Aliya Whiteley returns to Den Of Geek for the second part of her guest series, on addictions in sci-fi...

What makes a film noir? A world-weary detective, a mysterious woman, and organised crime can all play a part. Some might swear that it’s all about a deep sense of disillusionment, or cool jazz, or even wearing hats.

But perhaps in its modern form it’s more of a feeling, a tangible awareness of light and dark and how that’s shown on screen. It occurs to me that another reason crime and science fiction fit together so well is because neither are strict in their definitions; steal a little bit from one and something else from the other, mix them together, and you’ll end up with something that contains familiar elements and yet is able to make new statements, and ask new questions, that resonate for the next generation of genre audiences.

It’s interesting how some of those elements translate so easily to science fiction while other aspects raise an entirely new set of questions.

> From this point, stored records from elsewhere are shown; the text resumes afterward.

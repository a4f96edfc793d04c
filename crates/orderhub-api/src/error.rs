use std::collections::BTreeMap;

use axum::{
    http::StatusCode,
    response::{IntoResponse, Response},
};
use serde_json::{Value, json};
use thiserror::Error;
use tracing::error;

/// Field name -> messages, rendered as the `error` object of a failed response.
pub type FieldErrors = BTreeMap<String, Vec<String>>;

#[derive(Debug, Error)]
pub enum AppError {
    #[error("Not authenticated")]
    NotAuthenticated,

    #[error("Only for shops")]
    ShopsOnly,

    #[error("Invalid email or password")]
    InvalidCredentials,

    #[error("Account is not active")]
    Inactive,

    /// Missing, malformed or contradictory request fields.
    #[error("Invalid arguments")]
    InvalidArguments,

    #[error("{0}")]
    BadRequest(String),

    #[error("Validation failed")]
    Validation(FieldErrors),

    #[error("Password rejected")]
    Password(Vec<String>),

    /// A database constraint rejected the write.
    #[error("{0}")]
    Integrity(String),

    #[error("Catalog fetch failed: {0}")]
    CatalogFetch(String),

    #[error("{0}")]
    NotFound(String),

    #[error("Database error: {0}")]
    Database(#[from] anyhow::Error),

    #[error("Internal error: {0}")]
    Internal(String),
}

impl AppError {
    /// Single-field validation failure.
    pub fn field(name: &str, message: impl Into<String>) -> Self {
        let mut errors = FieldErrors::new();
        errors.insert(name.to_string(), vec![message.into()]);
        Self::Validation(errors)
    }

    /// Constraint violations become `Integrity`, anything else stays a
    /// database failure.
    pub fn from_db(err: anyhow::Error) -> Self {
        if orderhub_db::is_constraint_violation(&err) {
            Self::Integrity(err.to_string())
        } else {
            Self::Database(err)
        }
    }

    pub fn status_code(&self) -> StatusCode {
        match self {
            Self::NotAuthenticated | Self::ShopsOnly | Self::Inactive => StatusCode::FORBIDDEN,
            Self::InvalidCredentials => StatusCode::UNAUTHORIZED,
            Self::InvalidArguments
            | Self::BadRequest(_)
            | Self::Validation(_)
            | Self::Password(_)
            | Self::Integrity(_) => StatusCode::BAD_REQUEST,
            Self::CatalogFetch(_) => StatusCode::BAD_GATEWAY,
            Self::NotFound(_) => StatusCode::NOT_FOUND,
            Self::Database(_) | Self::Internal(_) => StatusCode::INTERNAL_SERVER_ERROR,
        }
    }

    fn detail(&self) -> Value {
        match self {
            Self::Validation(fields) => json!(fields),
            Self::Password(messages) => json!({ "password": messages }),
            // Don't expose internal error details to clients
            Self::Database(_) | Self::Internal(_) => json!("Internal server error"),
            other => json!(other.to_string()),
        }
    }
}

impl From<validator::ValidationErrors> for AppError {
    fn from(errors: validator::ValidationErrors) -> Self {
        let fields = errors
            .field_errors()
            .into_iter()
            .map(|(field, errs)| {
                let messages = errs
                    .iter()
                    .map(|e| match &e.message {
                        Some(message) => message.to_string(),
                        None => format!("invalid {}", e.code),
                    })
                    .collect();
                (field.to_string(), messages)
            })
            .collect();
        Self::Validation(fields)
    }
}

impl IntoResponse for AppError {
    fn into_response(self) -> Response {
        if matches!(self, Self::Database(_) | Self::Internal(_)) {
            error!(error = %self, "Request failed");
        }

        let body = json!({ "status": false, "error": self.detail() });
        (self.status_code(), axum::Json(body)).into_response()
    }
}
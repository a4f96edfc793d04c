//! Wire types shared by the orderhub store, handlers and server.

pub mod api;
pub mod catalog;
pub mod events;
pub mod models;
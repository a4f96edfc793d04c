use std::time::Duration;

use tracing::{debug, warn};
use url::Url;

use crate::error::AppError;

/// Upper bound on a downloaded catalog document.
pub const MAX_CATALOG_BYTES: usize = 5 * 1024 * 1024;

/// Downloads partner catalog documents.
#[derive(Clone)]
pub struct CatalogFetcher {
    client: reqwest::Client,
}

impl CatalogFetcher {
    pub fn new(timeout: Duration) -> anyhow::Result<Self> {
        let client = reqwest::Client::builder().timeout(timeout).build()?;
        Ok(Self { client })
    }

    pub async fn fetch(&self, url: &Url) -> Result<Vec<u8>, AppError> {
        debug!("Fetching catalog from {}", url);

        let mut response = self
            .client
            .get(url.clone())
            .send()
            .await
            .and_then(|r| r.error_for_status())
            .map_err(|e| {
                warn!("Catalog fetch from {} failed: {}", url, e);
                AppError::CatalogFetch(e.without_url().to_string())
            })?;

        if response.content_length().is_some_and(|len| len > MAX_CATALOG_BYTES as u64) {
            warn!("Catalog at {} is larger than {} bytes", url, MAX_CATALOG_BYTES);
            return Err(too_large());
        }

        // Content-Length can be absent or wrong; count what actually arrives
        let mut body = Vec::new();
        while let Some(chunk) = response.chunk().await.map_err(|e| {
            warn!("Reading catalog body from {} failed: {}", url, e);
            AppError::CatalogFetch(e.without_url().to_string())
        })? {
            if body.len() + chunk.len() > MAX_CATALOG_BYTES {
                warn!("Catalog at {} is larger than {} bytes", url, MAX_CATALOG_BYTES);
                return Err(too_large());
            }
            body.extend_from_slice(&chunk);
        }

        Ok(body)
    }
}

fn too_large() -> AppError {
    AppError::CatalogFetch(format!("catalog exceeds {} bytes", MAX_CATALOG_BYTES))
}

/// Accepts only absolute http(s) URLs.
pub fn parse_catalog_url(raw: &str) -> Result<Url, AppError> {
    let url = Url::parse(raw.trim()).map_err(|_| AppError::field("url", "Enter a valid URL."))?;
    match url.scheme() {
        "http" | "https" if url.host_str().is_some() => Ok(url),
        _ => Err(AppError::field("url", "Enter a valid URL.")),
    }
}
use serde::{Deserialize, Serialize};

use crate::models::OrderStatus;

/// Transactional notifications queued by the handlers and delivered by the
/// mailer task.
#[derive(Debug, Clone, PartialEq, Serialize, Deserialize)]
#[serde(tag = "type", content = "data")]
pub enum Notification {
    /// A new account needs its email confirmed
    AccountRegistered { email: String, token: String },

    /// A password reset was requested for an existing account
    PasswordResetRequested { email: String, token: String },

    /// An order left the basket or changed state
    OrderStatusChanged {
        email: String,
        order_id: i64,
        status: OrderStatus,
    },
}

impl Notification {
    pub fn recipient(&self) -> &str {
        match self {
            Self::AccountRegistered { email, .. }
            | Self::PasswordResetRequested { email, .. }
            | Self::OrderStatusChanged { email, .. } => email,
        }
    }

    pub fn subject(&self) -> String {
        match self {
            Self::AccountRegistered { email, .. } => format!("Email confirmation token for {}", email),
            Self::PasswordResetRequested { email, .. } => format!("Password reset token for {}", email),
            Self::OrderStatusChanged { .. } => "Order status update".to_string(),
        }
    }

    pub fn body(&self) -> String {
        match self {
            Self::AccountRegistered { token, .. } | Self::PasswordResetRequested { token, .. } => {
                token.clone()
            }
            Self::OrderStatusChanged { order_id, status, .. } => {
                format!("Order #{} status: {}", order_id, status.label())
            }
        }
    }
}
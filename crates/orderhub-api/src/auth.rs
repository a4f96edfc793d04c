use argon2::{
    Argon2, PasswordHash, PasswordHasher, PasswordVerifier,
    password_hash::{SaltString, rand_core::OsRng},
};
use axum::{extract::State, http::StatusCode, response::IntoResponse};
use jsonwebtoken::{EncodingKey, Header, encode};
use rand::{Rng, distr::Alphanumeric};
use serde_json::json;
use sha2::{Digest, Sha256};
use tracing::info;
use validator::Validate;

use orderhub_db::models::NewUser;
use orderhub_types::api::{
    Claims, ConfirmEmailRequest, LoginRequest, LoginResponse, PasswordResetConfirmRequest,
    PasswordResetRequest, RegisterRequest, RegisterResponse,
};
use orderhub_types::events::Notification;
use orderhub_types::models::UserType;

use crate::error::AppError;
use crate::extract::Json;
use crate::{AppState, blocking};

const TOKEN_LEN: usize = 48;
const MIN_PASSWORD_LEN: usize = 8;
const MAX_SIMILARITY: f64 = 0.7;

const COMMON_PASSWORDS: &[&str] = &[
    "password", "password1", "password123", "passw0rd", "12345678", "123456789", "1234567890",
    "qwertyuiop", "qwerty123", "1q2w3e4r", "1qaz2wsx", "abc12345", "iloveyou", "sunshine",
    "princess", "football", "baseball", "welcome1", "letmein1", "trustno1", "superman",
    "starwars", "whatever", "michael1", "charlie1", "dragon123", "monkey123", "computer",
    "internet", "admin123", "asdfghjkl", "zxcvbnm1", "11111111", "00000000", "88888888",
];

pub async fn register(
    State(state): State<AppState>,
    Json(req): Json<RegisterRequest>,
) -> Result<impl IntoResponse, AppError> {
    req.validate()?;
    let user_type: UserType = req
        .user_type
        .parse()
        .map_err(|_| AppError::field("type", "Must be one of: buyer, shop."))?;
    validate_password(&req.password, &req.email)?;

    let email = req.email.trim().to_string();
    let recipient = email.clone();
    let token = generate_token();
    let digest = token_digest(&token);

    let user_id = blocking(&state, move |s| {
        if s.db.get_user_by_email(&email)?.is_some() {
            return Err(AppError::field("email", "User with this email already exists."));
        }

        let user = NewUser {
            email,
            password_hash: hash_password(&req.password)?,
            first_name: req.first_name,
            last_name: req.last_name,
            company: req.company,
            position: req.position,
            user_type: user_type.as_str().to_string(),
        };
        let user_id = s.db.create_user(&user).map_err(AppError::from_db)?;
        s.db.store_confirm_token(user_id, &digest)?;
        Ok(user_id)
    })
    .await?;

    info!("Registered {} account {}", user_type, user_id);
    state.notifier.notify(Notification::AccountRegistered {
        email: recipient,
        token: token.clone(),
    });

    Ok((
        StatusCode::CREATED,
        Json(RegisterResponse {
            status: true,
            user_id,
            confirmation_token: token,
        }),
    ))
}

pub async fn confirm_email(
    State(state): State<AppState>,
    Json(req): Json<ConfirmEmailRequest>,
) -> Result<impl IntoResponse, AppError> {
    let digest = token_digest(req.token.trim());
    let email = req.email.trim().to_string();

    let confirmed = blocking(&state, move |s| Ok(s.db.consume_confirm_token(&email, &digest)?)).await?;

    match confirmed {
        Some(user_id) => {
            info!("Confirmed email of user {}", user_id);
            Ok(Json(json!({ "status": true })))
        }
        None => Err(AppError::BadRequest("Invalid email or token".into())),
    }
}

pub async fn login(
    State(state): State<AppState>,
    Json(req): Json<LoginRequest>,
) -> Result<impl IntoResponse, AppError> {
    let email = req.email.trim().to_string();
    let user = blocking(&state, move |s| Ok(s.db.get_user_by_email(&email)?))
        .await?
        .ok_or(AppError::InvalidCredentials)?;

    if !verify_password(&req.password, &user.password)? {
        return Err(AppError::InvalidCredentials);
    }
    if !user.is_active {
        return Err(AppError::Inactive);
    }

    let role: UserType = user
        .user_type
        .parse()
        .map_err(|e| AppError::Internal(format!("user {}: {}", user.id, e)))?;
    let token = create_token(&state.jwt_secret, user.id, &user.email, role)
        .map_err(|e| AppError::Internal(e.to_string()))?;

    Ok(Json(LoginResponse { status: true, token }))
}

/// Always answers success so the endpoint can't be used to check whether an account exists.
pub async fn request_password_reset(
    State(state): State<AppState>,
    Json(req): Json<PasswordResetRequest>,
) -> Result<impl IntoResponse, AppError> {
    let email = req.email.trim().to_string();
    let token = generate_token();
    let digest = token_digest(&token);

    let recipient = blocking(&state, move |s| {
        let Some(user) = s.db.get_user_by_email(&email)? else {
            return Ok(None);
        };
        s.db.store_reset_token(user.id, &digest)?;
        Ok(Some(user.email))
    })
    .await?;

    if let Some(email) = recipient {
        state
            .notifier
            .notify(Notification::PasswordResetRequested { email, token });
    }

    Ok(Json(json!({ "status": true })))
}

pub async fn confirm_password_reset(
    State(state): State<AppState>,
    Json(req): Json<PasswordResetConfirmRequest>,
) -> Result<impl IntoResponse, AppError> {
    // The owner is unknown until the token is consumed, so only the
    // account-independent rules apply here.
    validate_password(&req.password, "")?;
    let digest = token_digest(req.token.trim());

    let reset = blocking(&state, move |s| {
        let hash = hash_password(&req.password)?;
        Ok(s.db.consume_reset_token(&digest, s.reset_token_ttl_hours, &hash)?)
    })
    .await?;

    match reset {
        Some(user_id) => {
            info!("Password reset for user {}", user_id);
            Ok(Json(json!({ "status": true })))
        }
        None => Err(AppError::BadRequest("Invalid or expired token".into())),
    }
}

pub fn create_token(secret: &str, user_id: i64, email: &str, role: UserType) -> anyhow::Result<String> {
    let claims = Claims {
        sub: user_id,
        email: email.to_string(),
        role,
        exp: (chrono::Utc::now() + chrono::Duration::days(30)).timestamp() as usize,
    };

    let token = encode(
        &Header::default(),
        &claims,
        &EncodingKey::from_secret(secret.as_bytes()),
    )?;

    Ok(token)
}

/// Argon2id with a random salt, PHC string output.
pub(crate) fn hash_password(password: &str) -> Result<String, AppError> {
    let salt = SaltString::generate(&mut OsRng);
    Argon2::default()
        .hash_password(password.as_bytes(), &salt)
        .map(|hash| hash.to_string())
        .map_err(|e| AppError::Internal(format!("password hashing failed: {}", e)))
}

fn verify_password(password: &str, stored: &str) -> Result<bool, AppError> {
    let parsed_hash =
        PasswordHash::new(stored).map_err(|e| AppError::Internal(format!("corrupt password hash: {}", e)))?;
    Ok(Argon2::default()
        .verify_password(password.as_bytes(), &parsed_hash)
        .is_ok())
}

/// Confirmation and reset tokens handed to the user by email.
fn generate_token() -> String {
    rand::rng()
        .sample_iter(&Alphanumeric)
        .take(TOKEN_LEN)
        .map(char::from)
        .collect()
}

/// Only digests are persisted; the raw token exists in the email alone.
pub(crate) fn token_digest(token: &str) -> String {
    hex::encode(Sha256::digest(token.as_bytes()))
}

/// Collects every rule the password breaks. `email` may be empty when the
/// account is not known yet.
pub(crate) fn validate_password(password: &str, email: &str) -> Result<(), AppError> {
    let mut problems = Vec::new();

    if password.chars().count() < MIN_PASSWORD_LEN {
        problems.push(format!(
            "This password is too short. It must contain at least {} characters.",
            MIN_PASSWORD_LEN
        ));
    }
    if !password.is_empty() && password.chars().all(|c| c.is_ascii_digit()) {
        problems.push("This password is entirely numeric.".to_string());
    }
    if COMMON_PASSWORDS.contains(&password.to_lowercase().as_str()) {
        problems.push("This password is too common.".to_string());
    }
    if let Some(local) = email.split('@').next().filter(|l| l.len() >= 3) {
        if similarity(&password.to_lowercase(), &local.to_lowercase()) >= MAX_SIMILARITY {
            problems.push("The password is too similar to the email.".to_string());
        }
    }

    if problems.is_empty() {
        Ok(())
    } else {
        Err(AppError::Password(problems))
    }
}

/// Ratio of the longest common substring to the mean length, in `0.0..=1.0`.
fn similarity(a: &str, b: &str) -> f64 {
    let a: Vec<char> = a.chars().collect();
    let b: Vec<char> = b.chars().collect();
    if a.is_empty() || b.is_empty() {
        return 0.0;
    }

    let mut longest = 0;
    let mut prev = vec![0usize; b.len() + 1];
    for ca in &a {
        let mut row = vec![0usize; b.len() + 1];
        for (j, cb) in b.iter().enumerate() {
            if ca == cb {
                row[j + 1] = prev[j] + 1;
                longest = longest.max(row[j + 1]);
            }
        }
        prev = row;
    }

    (2 * longest) as f64 / (a.len() + b.len()) as f64
}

For instance, back in the film noirs of the 1940s and 50s it would have been inconceivable for our hero not to smoke. Look at the thick smoke hanging in the light from the projector in Billy Wilder’s Sunset Boulevard (1950) or the silhouette of Robert Mitchum, the cigarette smoke rising up and out of the French windows, in Jacques Tourneur’s Out Of the Past (1947) – it was often used as an excuse for intimacy between lovers, the camera closing in on the lips, or to bring movement to a still frame. Great directors used it as a language of its own, and it must be really difficult to decide to not use that language, as a contemporary director, if you’re making a film that deliberately uses noir elements.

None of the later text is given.